In the records below, find the lines that include "equal" and copy each.

Data for the task below:

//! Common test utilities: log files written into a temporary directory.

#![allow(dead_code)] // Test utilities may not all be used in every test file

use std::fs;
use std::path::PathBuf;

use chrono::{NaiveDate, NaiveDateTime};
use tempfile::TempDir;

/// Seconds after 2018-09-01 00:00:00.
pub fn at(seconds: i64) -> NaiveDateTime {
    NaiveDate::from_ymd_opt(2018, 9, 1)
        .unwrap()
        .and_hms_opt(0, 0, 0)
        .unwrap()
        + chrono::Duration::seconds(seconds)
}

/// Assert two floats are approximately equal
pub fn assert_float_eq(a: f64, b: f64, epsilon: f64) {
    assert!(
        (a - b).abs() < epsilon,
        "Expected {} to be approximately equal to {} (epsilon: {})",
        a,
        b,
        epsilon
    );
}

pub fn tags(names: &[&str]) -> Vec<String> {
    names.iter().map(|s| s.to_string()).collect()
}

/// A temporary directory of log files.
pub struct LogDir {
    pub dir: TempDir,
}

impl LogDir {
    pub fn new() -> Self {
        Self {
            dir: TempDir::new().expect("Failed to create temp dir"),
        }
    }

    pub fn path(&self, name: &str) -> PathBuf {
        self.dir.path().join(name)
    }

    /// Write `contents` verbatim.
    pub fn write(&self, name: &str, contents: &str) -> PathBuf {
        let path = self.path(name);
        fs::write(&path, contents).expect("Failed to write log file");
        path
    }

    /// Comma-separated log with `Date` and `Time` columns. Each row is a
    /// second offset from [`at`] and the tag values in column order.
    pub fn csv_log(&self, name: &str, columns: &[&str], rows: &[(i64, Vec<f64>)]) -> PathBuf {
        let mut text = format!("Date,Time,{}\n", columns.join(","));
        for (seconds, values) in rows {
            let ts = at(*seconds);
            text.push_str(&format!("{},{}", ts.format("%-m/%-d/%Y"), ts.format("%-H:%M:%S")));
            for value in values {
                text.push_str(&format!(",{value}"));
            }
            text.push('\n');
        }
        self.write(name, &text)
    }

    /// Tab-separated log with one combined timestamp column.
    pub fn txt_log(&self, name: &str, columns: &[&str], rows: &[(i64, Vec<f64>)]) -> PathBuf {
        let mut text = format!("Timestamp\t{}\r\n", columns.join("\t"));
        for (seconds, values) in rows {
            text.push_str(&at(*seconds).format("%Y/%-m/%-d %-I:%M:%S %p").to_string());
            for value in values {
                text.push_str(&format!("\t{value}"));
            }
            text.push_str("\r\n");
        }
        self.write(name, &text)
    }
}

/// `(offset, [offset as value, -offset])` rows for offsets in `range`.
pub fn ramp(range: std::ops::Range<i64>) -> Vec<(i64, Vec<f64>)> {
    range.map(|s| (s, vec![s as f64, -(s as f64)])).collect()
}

End of Data for the task.

Written answer:
/// Assert two floats are approximately equal
        "Expected {} to be approximately equal to {} (epsilon: {})",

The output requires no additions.